### Natural Language Processing

#### Regular expressions

A regex is a special sequence of characters that defines a pattern for complex string-matching functionality.

- re: a package in Python to work with regular expressions
- Functions:
     - match: checks for a match only at the beginning of the string
     - search: checks for a match anywhere in the string (this is what Perl does by default)
     - fullmatch: checks for entire string to be a match
     - findall: Returns a list containing all matches
     - split: Returns a list where the string has been split at each match
     - sub: Replaces one or many matches with a string
    
- Quantifiers:
    - [  ]	Set of characters in the bracket	
    - [^ ]  Complement of the set in bracket
    - .	Any character 	
    - '*'	Zero or more occurrences
    - '+'	One or more occurrences		
    - ?	Zero or one occurrences		
    - {}	Exactly the specified number of occurrences	 
- Non-Greedy Match:
    - *?, +?, ?? 
  
- Anchors:
    - ^	Starts with	
    - $	Ends with
    
- Capture and group:
    - ()	
- Others:
    - |	Either or	
    - \	Signals a special sequence (w - any alphanumeric word, d - digits, D - non-digit, s- escape sequence)
    
- More Information: https://docs.python.org/3/library/re.html

In [1]:
import re

In [31]:
#Find occurrence of characters

text = "It rained in Spain"

#Only first instance
x = re.search("ai", text)
print(x)

#All instances 
X = re.findall("ai", text)
print(X)

<re.Match object; span=(4, 6), match='ai'>
['ai', 'ai']


In [36]:
#Ignore case 

a = re.search('[a-z]+', 'PYTHON is great!')

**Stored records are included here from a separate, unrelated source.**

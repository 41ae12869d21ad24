use std::path::PathBuf;
use std::time::Duration;

mod framing;
#[cfg(unix)]
mod serial;
mod tcp;

pub use framing::{decode_line, CloseSignal, FramedReader, LineDecoder};

/// How long a blocked read waits before it re-checks the close signal.
pub(crate) const READ_POLL_INTERVAL: Duration = Duration::from_millis(100);

pub const DEFAULT_DEVICE: &str = "/dev/ttyUSB1";
pub const DEFAULT_BAUD: u32 = 1_000_000;
pub const DEFAULT_TCP_PORT: u16 = 5001;

#[derive(Debug, Clone, PartialEq, Eq)]
pub enum TransportSpec {
    Serial { device: PathBuf, baud: u32 },
    Tcp { host: String, port: u16 },
}

impl TransportSpec {
    /// Shown as the output pane title.
    pub fn describe(&self) -> String {
        match self {
            TransportSpec::Serial { device, baud } => {
                format!("Port: {} Speed: {baud} bit/s", device.display())
            }
            TransportSpec::Tcp { host, port } => format!("Host: {host} Port: {port}"),
        }
    }
}

#[derive(Debug)]
pub enum TransportError {
    /// The link was closed locally or by the peer. Not a failure for the reader.
    Closed,
    Open {
        target: String,
        error: std::io::Error,
    },
    Io(std::io::Error),
    UnsupportedBaud(u32),
    #[cfg(unix)]
    Termios(nix::Error),
    Unsupported(String),
}

impl std::fmt::Display for TransportError {
    fn fmt(&self, f: &mut std::fmt::Formatter<'_>) -> std::fmt::Result {
        match self {
            TransportError::Closed => write!(f, "connection closed"),
            TransportError::Open { target, error } => {
                write!(f, "could not open `{target}`: {error}")
            }
            TransportError::Io(error) => write!(f, "{error}"),
            TransportError::UnsupportedBaud(baud) => {
                write!(f, "unsupported baud rate {baud}")
            }
            #[cfg(unix)]
            TransportError::Termios(error) => write!(f, "serial line setup failed: {error}"),
            TransportError::Unsupported(what) => write!(f, "{what} is not supported here"),
        }
    }
}

impl std::error::Error for TransportError {}

impl From<std::io::Error> for TransportError {
    fn from(value: std::io::Error) -> Self {
        Self::Io(value)
    }
}

#[cfg(unix)]
impl From<nix::Error> for TransportError {
    fn from(value: nix::Error) -> Self {
        Self::Termios(value)
    }
}

/// Read half of a link. Used only by the reader thread.
pub trait TransportReader: Send {
    /// Next complete line, without its terminator. `TransportError::Closed`
    /// ends the stream normally.
    fn read_line(&mut self) -> Result<Vec<u8>, TransportError>;
}

/// Write half of a link. Used only by the UI thread.
pub trait TransportWriter: Send {
    fn write(&mut self, bytes: &[u8]) -> Result<(), TransportError>;

    /// Flushes pending output and closes the link, which makes a blocked
    /// reader return `TransportError::Closed`. Calling it twice is harmless.
    fn close(&mut self);
}

pub struct Transport {
    pub reader: Box<dyn TransportReader>,
    pub writer: Box<dyn TransportWriter>,
    pub description: String,
}

impl Transport {
    pub fn new(
        reader: Box<dyn TransportReader>,
        writer: Box<dyn TransportWriter>,
        description: impl Into<String>,
    ) -> Self {
        Self {
            reader,
            writer,
            description: description.into(),
        }
    }
}

pub fn open(spec: &TransportSpec) -> Result<Transport, TransportError> {
    tracing::info!(target_link = %spec.describe(), "opening transport");
    match spec {
        TransportSpec::Serial { device, baud } => open_serial(device, *baud, spec.describe()),
        TransportSpec::Tcp { host, port } => tcp::connect(host, *port, spec.describe()),
    }
}

#[cfg(unix)]
fn open_serial(
    device: &std::path::Path,
    baud: u32,
    description: String,
) -> Result<Transport, TransportError> {
    serial::open(device, baud, description)
}

#[cfg(not(unix))]
fn open_serial(
    _device: &std::path::Path,
    _baud: u32,
    _description: String,
) -> Result<Transport, TransportError> {
    Err(TransportError::Unsupported(
        "serial devices on this platform".to_owned(),
    ))
}
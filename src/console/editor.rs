/// The command line being composed. The cursor counts characters, not bytes,
/// and always lies in `[0, len]`.
#[derive(Debug, Clone, Default, PartialEq, Eq)]
pub struct InputEditor {
    text: String,
    cursor: usize,
}

impl InputEditor {
    pub fn new() -> Self {
        Self::default()
    }

    pub fn text(&self) -> &str {
        &self.text
    }

    pub fn cursor(&self) -> usize {
        self.cursor
    }

    pub fn len(&self) -> usize {
        self.text.chars().count()
    }

    pub fn is_empty(&self) -> bool {
        self.text.is_empty()
    }

    pub fn insert_char(&mut self, c: char) {
        let at = self.byte_index(self.cursor);
        self.text.insert(at, c);
        self.cursor += 1;
    }

    pub fn backspace(&mut self) {
        if self.cursor == 0 {
            return;
        }
        let start = self.byte_index(self.cursor - 1);
        let end = self.byte_index(self.cursor);
        self.text.replace_range(start..end, "");
        self.cursor -= 1;
    }

    pub fn delete_forward(&mut self) {
        if self.cursor >= self.len() {
            return;
        }
        let start = self.byte_index(self.cursor);
        let end = self.byte_index(self.cursor + 1);
        self.text.replace_range(start..end, "");
    }

    pub fn move_cursor(&mut self, delta: isize) {
        let target = if delta >= 0 {
            self.cursor.saturating_add(delta.unsigned_abs())
        } else {
            self.cursor.saturating_sub(delta.unsigned_abs())
        };
        self.cursor = target.min(self.len());
    }

    pub fn move_to_start(&mut self) {
        self.cursor = 0;
    }

    pub fn move_to_end(&mut self) {
        self.cursor = self.len();
    }

    pub fn kill_to_end(&mut self) {
        let at = self.byte_index(self.cursor);
        self.text.truncate(at);
    }

    /// Replaces the buffer, leaving the cursor after the last character.
    pub fn set_text(&mut self, text: &str) {
        self.text = text.to_owned();
        self.cursor = self.len();
    }

    pub fn clear(&mut self) {
        self.text.clear();
        self.cursor = 0;
    }

    pub fn submit_and_clear(&mut self) -> String {
        self.cursor = 0;
        std::mem::take(&mut self.text)
    }

    fn byte_index(&self, char_index: usize) -> usize {
        self.text
            .char_indices()
            .nth(char_index)
            .map(|(idx, _)| idx)
            .unwrap_or(self.text.len())
    }
}
#[derive(Debug, Clone, Copy, PartialEq, Eq)]
pub enum NoticeLevel {
    Info,
    Warning,
    Error,
}

#[derive(Debug, Clone, PartialEq, Eq)]
pub struct MessageBlock {
    pub title: String,
    pub body: String,
    pub hint: Option<String>,
}

impl MessageBlock {
    pub fn new(title: impl Into<String>, body: impl Into<String>) -> Self {
        Self {
            title: title.into(),
            body: body.into(),
            hint: None,
        }
    }

    pub fn with_hint(mut self, hint: impl Into<String>) -> Self {
        self.hint = Some(hint.into());
        self
    }
}

#[derive(Debug, Clone, PartialEq, Eq)]
pub struct KeyValue {
    pub key: String,
    pub value: String,
}

impl KeyValue {
    pub fn new(key: impl Into<String>, value: impl Into<String>) -> Self {
        Self {
            key: key.into(),
            value: value.into(),
        }
    }

    pub fn from_pairs(pairs: &[(String, String)]) -> Vec<KeyValue> {
        pairs
            .iter()
            .map(|(key, value)| KeyValue::new(key.as_str(), value.as_str()))
            .collect()
    }
}

#[derive(Debug, Clone, PartialEq, Eq)]
pub struct TableSpec {
    pub headers: Vec<String>,
    pub rows: Vec<Vec<String>>,
}

impl TableSpec {
    pub fn new(headers: Vec<String>, rows: Vec<Vec<String>>) -> Self {
        Self { headers, rows }
    }
}
use anstyle::{Ansi256Color, AnsiColor, Color, RgbColor, Style};
use ratatui::style::{Color as CellColor, Modifier, Style as CellStyle};

pub const COLOR_ENV: &str = "SERIAL_SPLIT_COLOR";

#[derive(Debug, Clone, Copy, PartialEq, Eq)]
pub enum OutputMode {
    Auto,
    Always,
    Never,
}

impl OutputMode {
    pub fn from_env() -> Self {
        match std::env::var(COLOR_ENV).ok().as_deref() {
            Some("always") => OutputMode::Always,
            Some("never") => OutputMode::Never,
            _ => OutputMode::Auto,
        }
    }
}

#[derive(Debug, Clone, Copy)]
pub struct Theme {
    pub accent: Style,
    pub muted: Style,
    pub warning: Style,
    pub error: Style,
    pub label: Style,
    pub value: Style,
}

impl Default for Theme {
    fn default() -> Self {
        Self {
            accent: Style::new()
                .fg_color(Some(Color::Ansi(AnsiColor::Cyan)))
                .bold(),
            muted: Style::new().fg_color(Some(Color::Ansi(AnsiColor::BrightBlack))),
            warning: Style::new()
                .fg_color(Some(Color::Ansi(AnsiColor::Yellow)))
                .bold(),
            error: Style::new()
                .fg_color(Some(Color::Ansi(AnsiColor::Red)))
                .bold(),
            label: Style::new()
                .fg_color(Some(Color::Ansi(AnsiColor::Blue)))
                .bold(),
            value: Style::new().fg_color(Some(Color::Ansi(AnsiColor::White))),
        }
    }
}

pub fn resolve_color_enabled(mode: OutputMode, is_tty: bool) -> bool {
    if std::env::var_os("NO_COLOR").is_some() {
        return false;
    }
    match mode {
        OutputMode::Always => true,
        OutputMode::Never => false,
        OutputMode::Auto => is_tty,
    }
}

pub fn is_ci_environment() -> bool {
    std::env::var_os("CI").is_some()
}

/// Same look as a console cell style, for printing rule samples outside the
/// console.
pub fn ansi_style(style: CellStyle) -> Style {
    let mut ansi = Style::new()
        .fg_color(style.fg.and_then(ansi_color))
        .bg_color(style.bg.and_then(ansi_color));
    if style.add_modifier.contains(Modifier::BOLD) {
        ansi = ansi.bold();
    }
    if style.add_modifier.contains(Modifier::ITALIC) {
        ansi = ansi.italic();
    }
    if style.add_modifier.contains(Modifier::UNDERLINED) {
        ansi = ansi.underline();
    }
    ansi
}

fn ansi_color(color: CellColor) -> Option<Color> {
    let ansi = match color {
        CellColor::Reset => return None,
        CellColor::Black => AnsiColor::Black,
        CellColor::Red => AnsiColor::Red,
        CellColor::Green => AnsiColor::Green,
        CellColor::Yellow => AnsiColor::Yellow,
        CellColor::Blue => AnsiColor::Blue,
        CellColor::Magenta => AnsiColor::Magenta,
        CellColor::Cyan => AnsiColor::Cyan,
        CellColor::Gray => AnsiColor::White,
        CellColor::DarkGray => AnsiColor::BrightBlack,
        CellColor::LightRed => AnsiColor::BrightRed,
        CellColor::LightGreen => AnsiColor::BrightGreen,
        CellColor::LightYellow => AnsiColor::BrightYellow,
        CellColor::LightBlue => AnsiColor::BrightBlue,
        CellColor::LightMagenta => AnsiColor::BrightMagenta,
        CellColor::LightCyan => AnsiColor::BrightCyan,
        CellColor::White => AnsiColor::BrightWhite,
        CellColor::Rgb(r, g, b) => return Some(Color::Rgb(RgbColor(r, g, b))),
        CellColor::Indexed(index) => return Some(Color::Ansi256(Ansi256Color(index))),
    };
    Some(Color::Ansi(ansi))
}

#[cfg(test)]
mod tests {
    use super::*;

    #[test]
    fn cell_styles_map_to_terminal_styles() {
        let cell = CellStyle::default()
            .fg(CellColor::LightRed)
            .bg(CellColor::Indexed(17))
            .add_modifier(Modifier::BOLD | Modifier::UNDERLINED);
        let ansi = ansi_style(cell);
        assert_eq!(ansi.get_fg_color(), Some(Color::Ansi(AnsiColor::BrightRed)));
        assert_eq!(ansi.get_bg_color(), Some(Color::Ansi256(Ansi256Color(17))));
        assert!(ansi.get_effects().contains(anstyle::Effects::BOLD));
        assert!(ansi.get_effects().contains(anstyle::Effects::UNDERLINE));
        assert!(!ansi.get_effects().contains(anstyle::Effects::ITALIC));
    }

    #[test]
    fn reset_color_means_terminal_default() {
        let ansi = ansi_style(CellStyle::default().fg(CellColor::Reset));
        assert_eq!(ansi.get_fg_color(), None);
    }

    #[test]
    fn never_mode_disables_color_even_on_a_tty() {
        assert!(!resolve_color_enabled(OutputMode::Never, true));
    }
}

b = re.search('[a-z]+', 'PYTHON is great!')   # add the flag re.I


print("a = ", a)
print("b = ", b)

a =  <re.Match object; span=(7, 9), match='is'>
b =  <re.Match object; span=(0, 6), match='PYTHON'>


In [3]:
#Find occurrence of dates

text = '''My name is Sachin. I was born on 07/12/1980 in Mumbai.
I graduated from University of Georgia on 07-28-2019.'''

#The regex pattern to extract dates
pattern =  MM(/-)DD(/-)YYYY                      # add "\d{2}[/-]\d{2}[/-]\d{4}"

#Will return all the strings that are matched
dates = re.findall(pattern, text)

print(dates)

['07/12/1980', '07-28-2019']


In [4]:
# Finding all Adverbs in a text (ends with ly)

text = "He was carefully disguised but captured quickly by police."
pattern = <ending in ly>               # r"\w+ly\b"

re.findall(pattern, text)

['carefully', 'quickly']

In [39]:
# Capturing all hashtag in a tweet

text = "#AI is a powerful #technology that can be utilized in any #industry."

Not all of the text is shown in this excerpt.